The email password reset feature is an overlooked part of modern security. It has become sort of like a master key for every service. Combined with password reuse it becomes really risky (but oh, so convenient).
This approach basically makes all the security provided by the passkeys void, as the whole system becomes no better than login-via-email-link or login-via-SMS-code scheme.
Every time an average user registers to a site with a passkey, they aren’t giving that their reused password that also provides access to their email (I believe that’s the main way email accounts get hacked).
If they registered to their email with a passkey, great.
Either way, passkeys seem to reduce the risk of the email being compromised.
I don't think password reuse is the common vector - I believe the most common one is phishing, where user is tricked into giving up their current credentials, straight for the service that attacker is interested in. But I can be wrong. And, yeah, it is an improvement for sure.

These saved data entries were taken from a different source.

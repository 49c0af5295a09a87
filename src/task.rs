//! Task type for lazy, single-result async computations
//!
//! A `Task<T, E, Caps>` describes a computation that:
//! - Produces a value of type `T` on success
//! - Fails with an error of type `E`
//! - Needs a capability value of type `Caps` to run
//! - May observe a [`CancelToken`] while it runs
//!
//! Tasks are values. Building or composing one performs no work; running it
//! does. A Task holds no per-run state, so the same value can be run any number
//! of times, including concurrently, and every run is independent.
//!
//! # Examples
//!
//! ## Composing tasks
//!
//! ```
//! use undertow::Task;
//!
//! # tokio_test::block_on(async {
//! let task = Task::<_, String, ()>::of(5)
//!     .map(|x| x * 2)
//!     .flat_map(|x| Task::of(x + 10));
//!
//! assert_eq!(task.run(&(), None).await, Ok(20));
//! # });
//! ```
//!
//! ## Recovering from failure
//!
//! ```
//! use undertow::Task;
//!
//! # tokio_test::block_on(async {
//! let task = Task::<i32, _, ()>::reject("offline")
//!     .or_else_map(|_| 0);
//!
//! assert_eq!(task.run(&(), None).await, Ok(0));
//! # });
//! ```
//!
//! ## Leaves
//!
//! `Task::create` is the escape hatch for computations that touch their
//! capabilities directly. The initializer borrows the capability value and the
//! token for the duration of one run:
//!
//! ```
//! use undertow::{CancelToken, Task};
//!
//! struct Clock {
//!     now: u64,
//! }
//!
//! let read_clock = Task::<u64, &str, Clock>::create(|clock, cancel: Option<&CancelToken>| {
//!     Box::pin(async move {
//!         match cancel {
//!             Some(token) if token.is_cancelled() => Err("cancelled"),
//!             _ => Ok(clock.now),
//!         }
//!     })
//! });
//!
//! # tokio_test::block_on(async {
//! assert_eq!(read_clock.run(&Clock { now: 1_700 }, None).await, Ok(1_700));
//! # });
//! ```

use std::convert::Infallible;
use std::sync::Arc;

use futures::StreamExt;
use tracing::Instrument as _;

use crate::cancel::CancelToken;
use crate::progress::{Emission, Progress};
use crate::stream::Stream;
use crate::BoxFuture;

/// Initializer shared by every run of a task.
type TaskFn<T, E, Caps> = dyn for<'a> Fn(&'a Caps, Option<&'a CancelToken>) -> BoxFuture<'a, Result<T, E>>
    + Send
    + Sync;

/// A lazy, re-runnable, single-result async computation.
///
/// # Type Parameters
///
/// * `T` - The type of the success value
/// * `E` - The type of the error value (defaults to `std::convert::Infallible`)
/// * `Caps` - The capability value the task needs (defaults to `()`)
///
/// Cloning a task is cheap: clones share the same initializer.
pub struct Task<T, E = Infallible, Caps = ()> {
    init: Arc<TaskFn<T, E, Caps>>,
}

impl<T, E, Caps> Clone for Task<T, E, Caps> {
    fn clone(&self) -> Self {
        Task {
            init: Arc::clone(&self.init),
        }
    }
}

// Manual Debug implementation since the initializer is not Debug
impl<T, E, Caps> std::fmt::Debug for Task<T, E, Caps> {
    fn fmt(&self, f: &mut std::fmt::Formatter<'_>) -> std::fmt::Result {
        f.debug_struct("Task").field("init", &"<function>").finish()
    }
}

impl<T, E, Caps> Task<T, E, Caps>
where
    T: Send + 'static,
    E: Send + 'static,
    Caps: Sync + 'static,
{
    /// Wrap an async initializer.
    ///
    /// The initializer runs once per [`run`](Task::run) and receives the
    /// capability value and the optional cancel token for that run.
    pub fn create<F>(init: F) -> Self
    where
        F: for<'a> Fn(&'a Caps, Option<&'a CancelToken>) -> BoxFuture<'a, Result<T, E>>
            + Send
            + Sync
            + 'static,
    {
        Task {
            init: Arc::new(init),
        }
    }

    /// A task that always succeeds with `value` and needs no capabilities.
    ///
    /// # Examples
    ///
    /// ```
    /// use undertow::Task;
    ///
    /// # tokio_test::block_on(async {
    /// let task = Task::<_, String, ()>::of(42);
    /// assert_eq!(task.run(&(), None).await, Ok(42));
    /// # });
    /// ```
    pub fn of(value: T) -> Self
    where
        T: Clone + Sync,
    {
        Self::create(move |_, _| {
            let value = value.clone();
            Box::pin(async move { Ok(value) })
        })
    }

    /// A task that always fails with `error` and needs no capabilities.
    ///
    /// # Examples
    ///
    /// ```
    /// use undertow::Task;
    ///
    /// # tokio_test::block_on(async {
    /// let task = Task::<i32, _, ()>::reject("error");
    /// assert_eq!(task.run(&(), None).await, Err("error"));
    /// # });
    /// ```
    pub fn reject(error: E) -> Self
    where
        E: Clone + Sync,
    {
        Self::create(move |_, _| {
            let error = error.clone();
            Box::pin(async move { Err(error) })
        })
    }

    /// Lift a `Result` into a task.
    pub fn from_result(result: Result<T, E>) -> Self
    where
        T: Clone + Sync,
        E: Clone + Sync,
    {
        Self::create(move |_, _| {
            let result = result.clone();
            Box::pin(async move { result })
        })
    }

    /// Create from a synchronous function of the capability value.
    ///
    /// # Examples
    ///
    /// ```
    /// use undertow::Task;
    ///
    /// struct Config {
    ///     retries: u32,
    /// }
    ///
    /// # tokio_test::block_on(async {
    /// let task = Task::from_fn(|config: &Config| Ok::<_, String>(config.retries * 2));
    /// assert_eq!(task.run(&Config { retries: 3 }, None).await, Ok(6));
    /// # });
    /// ```
    pub fn from_fn<F>(f: F) -> Self
    where
        F: Fn(&Caps) -> Result<T, E> + Send + Sync + 'static,
    {
        Self::create(move |caps, _| {
            let result = f(caps);
            Box::pin(async move { result })
        })
    }

    /// Run the task.
    ///
    /// The returned future borrows `caps` and `cancel` and nothing else; the
    /// task itself can be dropped or run again while it is pending.
    pub fn run<'a>(
        &self,
        caps: &'a Caps,
        cancel: Option<&'a CancelToken>,
    ) -> BoxFuture<'a, Result<T, E>> {
        (self.init)(caps, cancel)
    }

    /// Transform the success value.
    ///
    /// Failures pass through untouched and `f` is not called for them.
    ///
    /// # Examples
    ///
    /// ```
    /// use undertow::Task;
    ///
    /// # tokio_test::block_on(async {
    /// let task = Task::<_, String, ()>::of(5).map(|x| x * 2);
    /// assert_eq!(task.run(&(), None).await, Ok(10));
    /// # });
    /// ```
    pub fn map<U, F>(self, f: F) -> Task<U, E, Caps>
    where
        F: Fn(T) -> U + Send + Sync + 'static,
        U: Send + 'static,
    {
        let inner = self.init;
        let f = Arc::new(f);
        Task::<U, E, Caps>::create(move |caps, cancel| {
            let pending = inner(caps, cancel);
            let f = Arc::clone(&f);
            Box::pin(async move { pending.await.map(|value| f(value)) })
        })
    }

    /// Chain a dependent task.
    ///
    /// On success, `f` builds the next task, which runs with the same
    /// capabilities and token. On failure, `f` is skipped and the error is
    /// returned unchanged.
    ///
    /// # Examples
    ///
    /// ```
    /// use undertow::Task;
    ///
    /// # tokio_test::block_on(async {
    /// let task = Task::<_, String, ()>::of(5).flat_map(|x| Task::of(x * 2));
    /// assert_eq!(task.run(&(), None).await, Ok(10));
    ///
    /// let task = Task::<i32, _, ()>::reject("error".to_string())
    ///     .flat_map(|x| Task::of(x * 2));
    /// assert_eq!(task.run(&(), None).await, Err("error".to_string()));
    /// # });
    /// ```
    pub fn flat_map<U, F>(self, f: F) -> Task<U, E, Caps>
    where
        F: Fn(T) -> Task<U, E, Caps> + Send + Sync + 'static,
        U: Send + 'static,
    {
        let inner = self.init;
        let f = Arc::new(f);
        Task::<U, E, Caps>::create(move |caps, cancel| {
            let pending = inner(caps, cancel);
            let f = Arc::clone(&f);
            Box::pin(async move {
                match pending.await {
                    Ok(value) => f(value).run(caps, cancel).await,
                    Err(error) => Err(error),
                }
            })
        })
    }

    /// Chain a dependent task whose error converts into this task's error.
    ///
    /// This is `flat_map` with the next task's error passed through `From`,
    /// so either branch's failure surfaces as `E`.
    ///
    /// # Examples
    ///
    /// ```
    /// use undertow::Task;
    ///
    /// #[derive(Debug, Clone, PartialEq)]
    /// struct ParseError;
    ///
    /// #[derive(Debug, Clone, PartialEq)]
    /// enum AppError {
    ///     Parse(ParseError),
    /// }
    ///
    /// impl From<ParseError> for AppError {
    ///     fn from(e: ParseError) -> Self {
    ///         AppError::Parse(e)
    ///     }
    /// }
    ///
    /// # tokio_test::block_on(async {
    /// let task = Task::<_, AppError, ()>::of("x")
    ///     .flat_map_into(|_| Task::<i32, _, ()>::reject(ParseError));
    ///
    /// assert_eq!(task.run(&(), None).await, Err(AppError::Parse(ParseError)));
    /// # });
    /// ```
    pub fn flat_map_into<U, E2, F>(self, f: F) -> Task<U, E, Caps>
    where
        F: Fn(T) -> Task<U, E2, Caps> + Send + Sync + 'static,
        U: Send + 'static,
        E2: Send + 'static,
        E: From<E2>,
    {
        self.flat_map(move |value| f(value).map_err(E::from))
    }

    /// Transform the error value.
    ///
    /// Successes pass through untouched.
    pub fn map_err<E2, F>(self, f: F) -> Task<T, E2, Caps>
    where
        F: Fn(E) -> E2 + Send + Sync + 'static,
        E2: Send + 'static,
    {
        let inner = self.init;
        let f = Arc::new(f);
        Task::<T, E2, Caps>::create(move |caps, cancel| {
            let pending = inner(caps, cancel);
            let f = Arc::clone(&f);
            Box::pin(async move { pending.await.map_err(|error| f(error)) })
        })
    }

    /// Recover from a failure with another task.
    ///
    /// On failure, `f` builds a recovery task which runs with the same
    /// capabilities and token. On success, the value passes through.
    ///
    /// # Examples
    ///
    /// ```
    /// use undertow::Task;
    ///
    /// # tokio_test::block_on(async {
    /// let task = Task::<i32, _, ()>::reject("error").or_else(|_| Task::<_, String, ()>::of(42));
    /// assert_eq!(task.run(&(), None).await, Ok(42));
    ///
    /// let task = Task::<_, &str, ()>::of(100).or_else(|_| Task::<_, String, ()>::of(42));
    /// assert_eq!(task.run(&(), None).await, Ok(100));
    /// # });
    /// ```
    pub fn or_else<E2, F>(self, f: F) -> Task<T, E2, Caps>
    where
        F: Fn(E) -> Task<T, E2, Caps> + Send + Sync + 'static,
        E2: Send + 'static,
    {
        let inner = self.init;
        let f = Arc::new(f);
        Task::<T, E2, Caps>::create(move |caps, cancel| {
            let pending = inner(caps, cancel);
            let f = Arc::clone(&f);
            Box::pin(async move {
                match pending.await {
                    Ok(value) => Ok(value),
                    Err(error) => f(error).run(caps, cancel).await,
                }
            })
        })
    }

    /// Convert any failure into a success value.
    ///
    /// The resulting task cannot fail.
    pub fn or_else_map<F>(self, f: F) -> Task<T, Infallible, Caps>
    where
        F: Fn(E) -> T + Send + Sync + 'static,
    {
        let inner = self.init;
        let f = Arc::new(f);
        Task::<T, Infallible, Caps>::create(move |caps, cancel| {
            let pending = inner(caps, cancel);
            let f = Arc::clone(&f);
            Box::pin(async move {
                match pending.await {
                    Ok(value) => Ok(value),
                    Err(error) => Ok(f(error)),
                }
            })
        })
    }

    /// Observe the success value without changing it.
    ///
    /// Useful for logging or metrics.
    #[inline]
    pub fn tap<F>(self, f: F) -> Self
    where
        F: Fn(&T) + Send + Sync + 'static,
    {
        self.map(move |value| {
            f(&value);
            value
        })
    }

    /// Run this task inside a larger capability value.
    ///
    /// `project` picks the part of `Full` this task needs.
    ///
    /// # Examples
    ///
    /// ```
    /// use undertow::Task;
    ///
    /// struct Database {
    ///     rows: usize,
    /// }
    ///
    /// struct App {
    ///     db: Database,
    ///     name: &'static str,
    /// }
    ///
    /// let count = Task::from_fn(|db: &Database| Ok::<_, String>(db.rows));
    /// let task = count.with_caps(|app: &App| &app.db);
    ///
    /// # tokio_test::block_on(async {
    /// let app = App { db: Database { rows: 3 }, name: "demo" };
    /// assert_eq!(task.run(&app, None).await, Ok(3));
    /// # });
    /// ```
    pub fn with_caps<Full, P>(self, project: P) -> Task<T, E, Full>
    where
        P: for<'a> Fn(&'a Full) -> &'a Caps + Send + Sync + 'static,
        Full: Sync + 'static,
    {
        let inner = self.init;
        Task::<T, E, Full>::create(move |full, cancel| inner(project(full), cancel))
    }

    /// Wrap every run of this task in a tracing span.
    ///
    /// # Examples
    ///
    /// ```
    /// use undertow::Task;
    ///
    /// # tokio_test::block_on(async {
    /// let task = Task::<_, String, ()>::of(42)
    ///     .instrument(tracing::info_span!("load_answer"));
    /// assert_eq!(task.run(&(), None).await, Ok(42));
    /// # });
    /// ```
    pub fn instrument(self, span: tracing::Span) -> Self {
        let inner = self.init;
        Self::create(move |caps, cancel| {
            let pending = inner(caps, cancel);
            Box::pin(pending.instrument(span.clone()))
        })
    }

    /// Turn this task into a stream with exactly one emission.
    ///
    /// The emission is tagged `{ current: 1, total: 1 }`.
    pub fn to_stream(self) -> Stream<T, E, Caps> {
        let inner = self.init;
        Stream::<T, E, Caps>::create(move |caps, cancel| {
            let pending = inner(caps, cancel);
            futures::stream::once(async move { Emission::new(pending.await, Progress::single()) })
                .boxed()
        })
    }
}

impl<T, Caps> Task<T, Infallible, Caps>
where
    T: Send + 'static,
    Caps: Sync + 'static,
{
    /// Give an infallible task any error type.
    ///
    /// Lets a task produced by [`or_else_map`](Task::or_else_map) be chained
    /// with fallible tasks.
    pub fn widen_err<E>(self) -> Task<T, E, Caps>
    where
        E: Send + 'static,
    {
        self.map_err(|never| match never {})
    }
}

You're definitely right that passkeys drastically improve the bottom line security for the least protected folks (which are probably the majority). It is a step in the right direction, for sure. But they also make things worse for me - someone who uses different random high-entropy passwords for almost everything except local sudo and unlock PIN codes. I want to use PKI instead of shared secrets, but when I try - it's extremely inconvenient, so I know at some point I'll just give up. This, and the fact that my bottom line is not moving up at all - it still remains the same, limited by recovery processes' security - is frustrating.